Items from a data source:
════════════════════

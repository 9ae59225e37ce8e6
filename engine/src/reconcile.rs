//! Conflict resolution between a local order and the server's copy.
//!
//! When the server rejects a mutation with a version conflict, the caller
//! holds three states of the same order: the local (optimistic) one, the
//! server's current one and, usually, the base both sides last agreed on
//! (see [`crate::VersionManager`]). The [`ConflictResolver`] turns these
//! into a [`Resolution`] under a selectable [`ConflictStrategy`].
//!
//! # Three-way merge
//!
//! 1. Start from the server document
//! 2. Merge line items by id against the base
//! 3. Merge the scalar fields `note` and `status` against the base
//! 4. Concurrent divergent edits are recorded as conflicts; the server value
//!    is kept for them
//!
//! Comparisons use structural equality of the model types.

use crate::{ItemId, LineItem, Order, OrderStatus, Version};
use serde::{Deserialize, Serialize};
use std::collections::{HashMap, HashSet};

/// How to settle a conflict.
#[derive(Debug, Clone, Copy, PartialEq, Eq, Default, Serialize, Deserialize)]
#[serde(rename_all = "SCREAMING_SNAKE_CASE")]
pub enum ConflictStrategy {
    /// Discard local changes and take the server state
    ServerWins,
    /// Keep local state regardless of the server (may lose concurrent edits)
    ClientWins,
    /// Three-way merge against the base (default)
    #[default]
    AutoMerge,
    /// Resubmit the local intent at the server's version
    Retry,
    /// Hand the decision to the user
    AskUser,
}

/// What the resolver ended up doing.
#[derive(Debug, Clone, Copy, PartialEq, Eq, Serialize, Deserialize)]
#[serde(rename_all = "snake_case")]
pub enum ResolutionOutcome {
    AcceptedServer,
    AcceptedClient,
    MergedClean,
    MergedWithConflicts,
    RetryRequired,
    AwaitingUser,
}

/// Scalar fields taking part in the merge.
#[derive(Debug, Clone, Copy, PartialEq, Eq, Hash, Serialize, Deserialize)]
#[serde(rename_all = "camelCase")]
pub enum MergeField {
    Note,
    Status,
}

/// Value of a merged scalar field.
#[derive(Debug, Clone, PartialEq, Eq, Serialize, Deserialize)]
#[serde(tag = "field", content = "value", rename_all = "camelCase")]
pub enum FieldValue {
    Note(Option<String>),
    Status(OrderStatus),
}

/// A concurrent edit the merge could not reconcile.
#[derive(Debug, Clone, PartialEq, Eq, Serialize, Deserialize)]
#[serde(tag = "type", rename_all = "SCREAMING_SNAKE_CASE")]
pub enum ConflictRecord {
    #[serde(rename_all = "camelCase")]
    ItemModified {
        item_id: ItemId,
        base: LineItem,
        local: LineItem,
        server: LineItem,
    },
    #[serde(rename_all = "camelCase")]
    FieldModified {
        field: MergeField,
        base: FieldValue,
        local: FieldValue,
        server: FieldValue,
    },
}

/// Result of resolving a conflict.
#[derive(Debug, Clone, PartialEq, Eq, Serialize, Deserialize)]
#[serde(rename_all = "camelCase")]
pub struct Resolution {
    /// The state to adopt, absent for retry and ask-user
    pub resolved: Option<Order>,
    /// Strategy that produced this resolution
    pub strategy: ConflictStrategy,
    pub had_conflict: bool,
    /// Every divergent edit, even when `resolved` is usable
    pub conflicts: Vec<ConflictRecord>,
    pub outcome: ResolutionOutcome,
    /// Local intent restamped with the server version (retry only)
    #[serde(default, skip_serializing_if = "Option::is_none")]
    pub retry_with: Option<Order>,
}

impl Resolution {
    fn server_wins(server: &Order) -> Self {
        Self {
            resolved: Some(server.clone()),
            strategy: ConflictStrategy::ServerWins,
            had_conflict: true,
            conflicts: Vec::new(),
            outcome: ResolutionOutcome::AcceptedServer,
            retry_with: None,
        }
    }

    /// Version the resolved document carries, if any.
    pub fn version(&self) -> Option<Version> {
        self.resolved.as_ref().map(|order| order.version)
    }
}

/// Resolves local vs. server state under one strategy.
#[derive(Debug, Clone, Copy, Default)]
pub struct ConflictResolver {
    strategy: ConflictStrategy,
}

impl ConflictResolver {
    pub fn new(strategy: ConflictStrategy) -> Self {
        Self { strategy }
    }

    pub fn strategy(&self) -> ConflictStrategy {
        self.strategy
    }

    /// Resolve `local` against `server`, using `base` as the common ancestor.
    pub fn resolve(&self, local: &Order, server: &Order, base: Option<&Order>) -> Resolution {
        match self.strategy {
            ConflictStrategy::ServerWins => Resolution::server_wins(server),
            ConflictStrategy::ClientWins => {
                tracing::warn!(
                    order_id = local.id,
                    local_version = local.version,
                    server_version = server.version,
                    "client wins: concurrent server changes are overwritten"
                );
                Resolution {
                    resolved: Some(local.clone()),
                    strategy: ConflictStrategy::ClientWins,
                    had_conflict: true,
                    conflicts: Vec::new(),
                    outcome: ResolutionOutcome::AcceptedClient,
                    retry_with: None,
                }
            }
            ConflictStrategy::AutoMerge => {
                let Some(base) = base else {
                    tracing::warn!(
                        order_id = server.id,
                        "auto merge without a base state, falling back to server wins"
                    );
                    return Resolution::server_wins(server);
                };

                let (merged, conflicts) = three_way_merge(local, server, base);
                let had_conflict = !conflicts.is_empty();
                Resolution {
                    resolved: Some(merged),
                    strategy: ConflictStrategy::AutoMerge,
                    had_conflict,
                    conflicts,
                    outcome: if had_conflict {
                        ResolutionOutcome::MergedWithConflicts
                    } else {
                        ResolutionOutcome::MergedClean
                    },
                    retry_with: None,
                }
            }
            ConflictStrategy::Retry => {
                let mut retry_with = local.clone();
                retry_with.version = server.version;
                Resolution {
                    resolved: None,
                    strategy: ConflictStrategy::Retry,
                    had_conflict: true,
                    conflicts: Vec::new(),
                    outcome: ResolutionOutcome::RetryRequired,
                    retry_with: Some(retry_with),
                }
            }
            ConflictStrategy::AskUser => {
                let conflicts = base
                    .map(|base| three_way_merge(local, server, base).1)
                    .unwrap_or_default();
                Resolution {
                    resolved: None,
                    strategy: ConflictStrategy::AskUser,
                    had_conflict: true,
                    conflicts,
                    outcome: ResolutionOutcome::AwaitingUser,
                    retry_with: None,
                }
            }
        }
    }
}

/// Merge `local` and `server` against their common `base`.
///
/// The result carries the server's identity, version and metadata. When the
/// merged line items differ from the server's, the total is recomputed from
/// them.
pub fn three_way_merge(local: &Order, server: &Order, base: &Order) -> (Order, Vec<ConflictRecord>) {
    let mut merged = server.clone();
    let mut conflicts = Vec::new();

    merged.items = merge_items(&base.items, &local.items, &server.items, &mut conflicts);
    if merged.items != server.items {
        merged.total_value = merged.items.iter().map(|item| item.line_total).sum();
    }

    merged.note = merge_field(
        MergeField::Note,
        &base.note,
        &local.note,
        &server.note,
        FieldValue::Note,
        &mut conflicts,
    );
    merged.status = merge_field(
        MergeField::Status,
        &base.status,
        &local.status,
        &server.status,
        FieldValue::Status,
        &mut conflicts,
    );

    (merged, conflicts)
}

fn merge_items(
    base: &[LineItem],
    local: &[LineItem],
    server: &[LineItem],
    conflicts: &mut Vec<ConflictRecord>,
) -> Vec<LineItem> {
    let base_map: HashMap<ItemId, &LineItem> = base.iter().map(|i| (i.id, i)).collect();
    let local_map: HashMap<ItemId, &LineItem> = local.iter().map(|i| (i.id, i)).collect();
    let server_ids: HashSet<ItemId> = server.iter().map(|i| i.id).collect();

    let mut merged = Vec::with_capacity(server.len().max(local.len()));

    for server_item in server {
        let Some(base_item) = base_map.get(&server_item.id) else {
            // Added on the server
            merged.push(server_item.clone());
            continue;
        };
        let Some(local_item) = local_map.get(&server_item.id) else {
            // Removed locally; the deletion wins over the server copy
            continue;
        };

        let local_changed = *local_item != *base_item;
        let server_changed = server_item != *base_item;

        if local_changed && server_changed {
            if **local_item != *server_item {
                conflicts.push(ConflictRecord::ItemModified {
                    item_id: server_item.id,
                    base: (*base_item).clone(),
                    local: (*local_item).clone(),
                    server: server_item.clone(),
                });
            }
            merged.push(server_item.clone());
        } else if server_changed {
            merged.push(server_item.clone());
        } else {
            merged.push((*local_item).clone());
        }
    }

    // Added locally
    merged.extend(
        local
            .iter()
            .filter(|item| !server_ids.contains(&item.id) && !base_map.contains_key(&item.id))
            .cloned(),
    );

    merged
}

fn merge_field<T: Clone + PartialEq>(
    field: MergeField,
    base: &T,
    local: &T,
    server: &T,
    wrap: impl Fn(T) -> FieldValue,
    conflicts: &mut Vec<ConflictRecord>,
) -> T {
    let local_changed = local != base;
    let server_changed = server != base;

    if local_changed && server_changed && local != server {
        conflicts.push(ConflictRecord::FieldModified {
            field,
            base: wrap(base.clone()),
            local: wrap(local.clone()),
            server: wrap(server.clone()),
        });
        server.clone()
    } else if server_changed {
        server.clone()
    } else {
        local.clone()
    }
}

════════════════════

In the reply, include exactly the lines from the beginning of the entries above through the line holding "conflict, the caller", and nothing besides.

ANSWER:
repository 9ae59225e37ce8e6
filename engine/src/reconcile.rs
//! Conflict resolution between a local order and the server's copy.
//!
//! When the server rejects a mutation with a version conflict, the caller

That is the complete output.